An IIT graduate, Kishna Pendyala is currently the Founder and Chief Empowerment Officer of Choice Ladder. He previously worked with congressional representative Tim Ryan at the Mindful Nation Foundation, which offers wellness services for Veterans and their family, education, and healthcare. He’s had a very diverse career from founding technology companies to being a COO and coach at a financial firm. 

In this edition of the Grow Your Firm podcast, we’re replaying Krishna’s session at the Lift Customer Conference, held earlier this year. In this talk, Krishna focuses on ways in which we can bring mindfulness and awareness into various sectors of the workforce.

Podcast

Summary

  • A Metaphorical Experience
  • VUCA
  • The Great Escape: Unplugging
  • Lifespace Reconciliation

Resources

A Metaphorical Experience

One day, Krishna went to a lake with his wife. They were having dinner in the evening, sitting close to the exhaust fan. Suddenly they noticed another couple dart away from their table, which was, of course, odd.

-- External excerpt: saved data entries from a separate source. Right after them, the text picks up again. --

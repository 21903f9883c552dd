//! Reader module for the job index pipeline.
//!
//! Streams rows out of the job CSV and normalizes each one into a
//! [`NormalizedRow`]. The reader holds one record at a time, so memory stays
//! bounded regardless of file size.

use std::fmt;
use std::fs::File;
use std::io;
use std::path::Path;
use std::str::FromStr;

use csv::StringRecord;
use tracing::{debug, warn};

use crate::errors::{PipelineError, RowParseError};
use job_index_shared::{Industry, NewJob};

pub const COLUMN_TITLE: &str = "Job Title";
pub const COLUMN_COMPANY: &str = "Company";
pub const COLUMN_LOCATION: &str = "Location";
pub const COLUMN_EXPERIENCE_LEVEL: &str = "Experience Level";
pub const COLUMN_SALARY: &str = "Salary";
pub const COLUMN_INDUSTRY: &str = "Industry";
pub const COLUMN_REQUIRED_SKILLS: &str = "Required Skills";

/// What to do with a row that cannot be normalized.
#[derive(Debug, Clone, Copy, PartialEq, Eq, Default)]
pub enum RowErrorPolicy {
    /// Log the row, count it, and keep going.
    #[default]
    Skip,
    /// Fail the whole ingestion on the first bad row.
    Abort,
}

impl RowErrorPolicy {
    /// Apply the policy to a row error.
    ///
    /// Returns `Ok(())` when the row should be skipped.
    pub fn handle(self, error: RowParseError) -> Result<(), PipelineError> {
        match self {
            RowErrorPolicy::Skip => {
                warn!(row = error.row(), error = %error, "Skipping malformed row");
                Ok(())
            }
            RowErrorPolicy::Abort => Err(PipelineError::RowParse(error)),
        }
    }
}

impl FromStr for RowErrorPolicy {
    type Err = PipelineError;

    fn from_str(s: &str) -> Result<Self, Self::Err> {
        match s.trim().to_ascii_lowercase().as_str() {
            "skip" => Ok(RowErrorPolicy::Skip),
            "abort" => Ok(RowErrorPolicy::Abort),
            other => Err(PipelineError::config(format!(
                "Unknown row error policy {:?}, expected \"skip\" or \"abort\"",
                other
            ))),
        }
    }
}

impl fmt::Display for RowErrorPolicy {
    fn fmt(&self, f: &mut fmt::Formatter<'_>) -> fmt::Result {
        match self {
            RowErrorPolicy::Skip => f.write_str("skip"),
            RowErrorPolicy::Abort => f.write_str("abort"),
        }
    }
}

/// Configuration for the CSV reader.
#[derive(Debug, Clone)]
pub struct ReaderConfig {
    pub policy: RowErrorPolicy,
    /// Field delimiter byte.
    pub delimiter: u8,
}

impl Default for ReaderConfig {
    fn default() -> Self {
        Self {
            policy: RowErrorPolicy::default(),
            delimiter: b',',
        }
    }
}

/// One CSV row turned into a candidate job plus its raw skill list.
#[derive(Debug, Clone, PartialEq)]
pub struct NormalizedRow {
    /// Data row number, starting at 1.
    pub row: u64,
    pub job: NewJob,
    /// The unsplit `Required Skills` text.
    pub required_skills: String,
}

/// Coerce salary text into an integer.
///
/// Unparsable or non-finite input yields 0; fractions are truncated toward zero.
/// Values beyond the `i64` range saturate at its bounds, which the index maps
/// as `long`.
pub fn parse_salary(text: &str) -> i64 {
    match text.trim().parse::<f64>() {
        Ok(value) if value.is_finite() => value.trunc() as i64,
        _ => 0,
    }
}

#[derive(Debug, Clone, Copy, Default)]
struct ColumnIndex {
    title: Option<usize>,
    company: Option<usize>,
    location: Option<usize>,
    experience_level: Option<usize>,
    salary: Option<usize>,
    industry: Option<usize>,
    required_skills: Option<usize>,
}

impl ColumnIndex {
    fn from_headers(headers: &StringRecord) -> Self {
        let position = |name: &str| headers.iter().position(|h| h.trim() == name);

        let columns = Self {
            title: position(COLUMN_TITLE),
            company: position(COLUMN_COMPANY),
            location: position(COLUMN_LOCATION),
            experience_level: position(COLUMN_EXPERIENCE_LEVEL),
            salary: position(COLUMN_SALARY),
            industry: position(COLUMN_INDUSTRY),
            required_skills: position(COLUMN_REQUIRED_SKILLS),
        };

        debug!(columns = ?columns, "Resolved CSV columns");
        columns
    }
}

/// Sequential reader over job CSV rows.
///
/// Yields one `Result` per data row; the caller decides what a bad row means
/// through [`RowErrorPolicy`]. To read the file again, construct a new reader.
pub struct RowReader<R> {
    records: csv::StringRecordsIntoIter<R>,
    columns: ColumnIndex,
    row: u64,
}

impl RowReader<File> {
    /// Open a CSV file and read its header.
    pub fn from_path(path: impl AsRef<Path>, config: &ReaderConfig) -> Result<Self, PipelineError> {
        let reader = builder(config).from_path(path)?;
        Self::from_csv(reader)
    }
}

impl<R: io::Read> RowReader<R> {
    /// Read CSV from any byte source.
    pub fn from_reader(reader: R, config: &ReaderConfig) -> Result<Self, PipelineError> {
        Self::from_csv(builder(config).from_reader(reader))
    }

    fn from_csv(mut reader: csv::Reader<R>) -> Result<Self, PipelineError> {
        let headers = reader.headers()?.clone();

        Ok(Self {
            columns: ColumnIndex::from_headers(&headers),
            records: reader.into_records(),
            row: 0,
        })
    }

    fn normalize(&self, record: &StringRecord) -> Result<NormalizedRow, RowParseError> {
        let row = self.row;
        let field = |index: Option<usize>| {
            index
                .and_then(|i| record.get(i))
                .map(str::trim)
                .unwrap_or_default()
        };
        let required = |index: Option<usize>, column: &'static str| {
            let value = field(index);
            if value.is_empty() {
                Err(RowParseError::missing_field(row, column))
            } else {
                Ok(value)
            }
        };

        let title = required(self.columns.title, COLUMN_TITLE)?;
        let company = required(self.columns.company, COLUMN_COMPANY)?;
        let industry = required(self.columns.industry, COLUMN_INDUSTRY)?
            .parse::<Industry>()
            .map_err(|error| RowParseError::UnknownIndustry { row, error })?;

        Ok(NormalizedRow {
            row,
            job: NewJob {
                title: title.to_string(),
                company: company.to_string(),
                location: field(self.columns.location).to_string(),
                experience_level: field(self.columns.experience_level).to_string(),
                salary: parse_salary(field(self.columns.salary)),
                industry,
            },
            required_skills: field(self.columns.required_skills).to_string(),
        })
    }
}

impl<R: io::Read> Iterator for RowReader<R> {
    type Item = Result<NormalizedRow, RowParseError>;

    fn next(&mut self) -> Option<Self::Item> {
        let record = self.records.next()?;
        self.row += 1;

        Some(match record {
            Ok(record) => self.normalize(&record),
            Err(e) => Err(RowParseError::malformed(self.row, e.to_string())),
        })
    }
}

fn builder(config: &ReaderConfig) -> csv::ReaderBuilder {
    let mut builder = csv::ReaderBuilder::new();
    builder.delimiter(config.delimiter).trim(csv::Trim::All);
    builder
}

/// Rows read into memory by [`load_all`].
#[derive(Debug, Clone, Default)]
pub struct LoadedRows {
    pub rows: Vec<NormalizedRow>,
    /// Rows dropped under [`RowErrorPolicy::Skip`].
    pub skipped: usize,
}

/// Read the whole file into memory, applying the configured row policy.
pub fn load_all(path: impl AsRef<Path>, config: &ReaderConfig) -> Result<LoadedRows, PipelineError> {
    let mut loaded = LoadedRows::default();

    for result in RowReader::from_path(path, config)? {
        match result {
            Ok(row) => loaded.rows.push(row),
            Err(e) => {
                config.policy.handle(e)?;
                loaded.skipped += 1;
            }
        }
    }

    Ok(loaded)
}

#[cfg(test)]
mod tests {
    use super::*;
    use std::io::Write;

    const HEADER: &str =
        "Job Title,Company,Location,Experience Level,Salary,Industry,Required Skills\n";

    fn read(body: &str) -> Vec<Result<NormalizedRow, RowParseError>> {
        let csv = format!("{}{}", HEADER, body);
        RowReader::from_reader(csv.as_bytes(), &ReaderConfig::default())
            .unwrap()
            .collect()
    }

    #[test]
    fn test_parse_salary() {
        assert_eq!(parse_salary("85000"), 85_000);
        assert_eq!(parse_salary(" 72000.9 "), 72_000);
        assert_eq!(parse_salary("-10.5"), -10);
        assert_eq!(parse_salary("1e3"), 1000);
        assert_eq!(parse_salary(""), 0);
        assert_eq!(parse_salary("n/a"), 0);
        assert_eq!(parse_salary("NaN"), 0);
        assert_eq!(parse_salary("inf"), 0);
    }

    #[test]
    fn test_parse_salary_beyond_32_bits() {
        assert_eq!(parse_salary("3000000000"), 3_000_000_000);
        assert_eq!(parse_salary("1e300"), i64::MAX);
        assert_eq!(parse_salary("-1e300"), i64::MIN);
    }

    #[test]
    fn test_normalizes_row() {
        let rows = read("  Engineer , Acme,Berlin,Senior,95000.5,Software,\"Go, SQL\"\n");

        let row = rows[0].as_ref().unwrap();
        assert_eq!(row.row, 1);
        assert_eq!(row.job.title, "Engineer");
        assert_eq!(row.job.company, "Acme");
        assert_eq!(row.job.salary, 95_000);
        assert_eq!(row.job.industry, Industry::Software);
        assert_eq!(row.required_skills, "Go, SQL");
    }

    #[test]
    fn test_optional_fields_default_to_empty() {
        let rows = read("Engineer,Acme,,,abc,finance,\n");

        let row = rows[0].as_ref().unwrap();
        assert_eq!(row.job.location, "");
        assert_eq!(row.job.experience_level, "");
        assert_eq!(row.job.salary, 0);
        assert_eq!(row.job.industry, Industry::Finance);
        assert_eq!(row.required_skills, "");
    }

    #[test]
    fn test_missing_required_fields() {
        let rows = read(",Acme,Berlin,Mid,1,Software,Go\nEngineer, ,Berlin,Mid,1,Software,Go\n");

        assert_eq!(rows[0], Err(RowParseError::missing_field(1, COLUMN_TITLE)));
        assert_eq!(rows[1], Err(RowParseError::missing_field(2, COLUMN_COMPANY)));
    }

    #[test]
    fn test_unknown_industry() {
        let rows = read("Engineer,Acme,Berlin,Mid,1,Aerospace,Go\n");

        assert!(matches!(rows[0], Err(RowParseError::UnknownIndustry { row: 1, .. })));
    }

    #[test]
    fn test_unreadable_record() {
        let rows = read("Engineer,Acme\nTeacher,School,Oslo,Mid,1,Education,Math\n");

        assert!(matches!(rows[0], Err(RowParseError::Malformed { row: 1, .. })));
        assert!(rows[1].is_ok());
    }

    #[test]
    fn test_skips_blank_lines() {
        let rows = read("\nEngineer,Acme,Berlin,Mid,1,Software,Go\n\n");

        assert_eq!(rows.len(), 1);
        assert!(rows[0].is_ok());
    }

    #[test]
    fn test_missing_header_column_fails_each_row() {
        let csv = "Job Title,Company,Location\nEngineer,Acme,Berlin\n";
        let rows: Vec<_> = RowReader::from_reader(csv.as_bytes(), &ReaderConfig::default())
            .unwrap()
            .collect();

        assert_eq!(rows[0], Err(RowParseError::missing_field(1, COLUMN_INDUSTRY)));
    }

    #[test]
    fn test_policy_from_str() {
        assert_eq!("Skip".parse::<RowErrorPolicy>().unwrap(), RowErrorPolicy::Skip);
        assert_eq!(" abort ".parse::<RowErrorPolicy>().unwrap(), RowErrorPolicy::Abort);
        assert!("ignore".parse::<RowErrorPolicy>().is_err());
    }

    #[test]
    fn test_load_all_skip_and_abort() {
        let mut file = tempfile::NamedTempFile::new().unwrap();
        write!(
            file,
            "{}Engineer,Acme,Berlin,Mid,1,Software,Go\nBad,Row,Oslo,Mid,1,Space,Go\n",
            HEADER
        )
        .unwrap();

        let loaded = load_all(file.path(), &ReaderConfig::default()).unwrap();
        assert_eq!(loaded.rows.len(), 1);
        assert_eq!(loaded.skipped, 1);

        let abort = ReaderConfig {
            policy: RowErrorPolicy::Abort,
            ..ReaderConfig::default()
        };
        let result = load_all(file.path(), &abort);
        assert!(matches!(
            result,
            Err(PipelineError::RowParse(RowParseError::UnknownIndustry { row: 2, .. }))
        ));
    }

    #[test]
    fn test_missing_file() {
        let result = RowReader::from_path("/nonexistent/jobs.csv", &ReaderConfig::default());
        assert!(matches!(result, Err(PipelineError::Csv(_))));
    }
}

Krishna’s senses piqued, and he heard a faint voice saying, “Help, Help! Can anyone hear me?” With the permission of his wife, he went to investigate the source of the cry. A gentleman who had earlier left the table had reached the man who was seeking help, as he was flailing in the lake after having fallen off of his boat. 

The other couple who had left eventually returned, and Krishna inquired what had happened. The man who had fallen was working on the motor of his boat when he leaned on an unsecure railing. The railing broke, and he fell into the water. The man was holding onto the lid of the motor, which filled up with water, and he could not get out of the lake. 

There are several metaphorical insights to glean from this experience. There were several other options the man could have taken, such as letting go of the motor and returning to the scene to retrieve it another day, for the water was shallow enough to make the option possible. Of course, we also have to consider how much this year was believed to be stable, only to realize how feeble it actually is just like the railing. The prevailing theme of 2020 seems to be “Help, Help, can anyone hear me?!” 

VUCA

Our ability to reason is a hallmark of progress, a gift from historical periods of Enlightenment. However, in the shadow of panic, all of such reasoning goes out the window because of fear. In April 2020, Krishna provided tips on how to navigate uncertainty and set priorities so that a business may overcome the pandemic.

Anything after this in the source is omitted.